Bili ape, also Bondo mystery ape, is the name given to large chimpanzees that inhabit Bili Forest in the Democratic Republic of the Congo.
"The apes nest on the ground like gorillas, but they have a diet and features characteristic of chimpanzees", according to a National Geographic report. While preliminary genetic testing with non-nuclear DNA indicates a close relationship with the eastern chimpanzee (Pan troglodytes schweinfurthii) subspecies of the common chimpanzee, a range of behaviors that are more closely related to those of gorillas have greatly intrigued primatologists from around the globe. Though their taxonomic classification has been clarified, the need for further information about these chimpanzees persists.
In local parlance, the great apes of the Bili Forest fall into two distinct groups. There are the "tree beaters", which disperse high into the trees to stay safe, and easily succumb to the poison arrows used by local hunters. Then there are the "lion killers", which seldom climb trees, are bigger and darker, and are unaffected by the poison arrows.

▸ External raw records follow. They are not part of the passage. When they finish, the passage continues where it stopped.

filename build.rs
fn main() {
    built::write_built_file().expect("Failed to acquire build-time information");
}
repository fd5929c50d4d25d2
pub mod health;
pub use self::health::health;

pub mod user_register;
pub use self::user_register::register;

pub mod user_login;
pub use self::user_login::login;

// common functions for the handlers
use crate::account::AccountError;
use axum::{
    http::StatusCode,
    response::{IntoResponse, Response},
};
use tracing::error;

impl IntoResponse for AccountError {
    fn into_response(self) -> Response {
        match self {
            Self::MalformedInput(message) => (StatusCode::BAD_REQUEST, message).into_response(),
            Self::UsernameTaken => (StatusCode::CONFLICT, "Username is taken").into_response(),
            Self::InvalidCredentials => {
                (StatusCode::UNAUTHORIZED, "Invalid credentials").into_response()
            }
            Self::StoreUnavailable(err) => {
                error!("Account store unavailable: {err:?}");
                StatusCode::SERVICE_UNAVAILABLE.into_response()
            }
            Self::Hashing(err) => {
                error!("Password hashing failed: {err}");
                StatusCode::INTERNAL_SERVER_ERROR.into_response()
            }
            Self::Credential(err) => {
                error!("Credential check failed: {err}");
                StatusCode::INTERNAL_SERVER_ERROR.into_response()
            }
            Self::Token(err) => {
                error!("Token issuance failed: {err}");
                StatusCode::INTERNAL_SERVER_ERROR.into_response()
            }
        }
    }
}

When Karl Ammann, a Swiss photographer and anti-bushmeat campaigner, first visited the region in 1996, he was looking for gorillas, but instead discovered a skull that had dimensions like that of a chimpanzee, but with a prominent crest like that of a gorilla. Ammann purchased a photograph, taken by a motion-detecting camera, from poachers that captured an image of what looked like immense chimpanzees. Ammann also measured a fecal dropping three times as big as chimp dung and footprints as large as or larger than a gorilla's.
In 2000, Ammann returned to the area described by the bushmeat hunter with a group of ape researchers. Although they did not find a live Bili ape, they did find several well-worn ground nests, characteristic of gorillas rather than chimpanzees, in swampy river beds.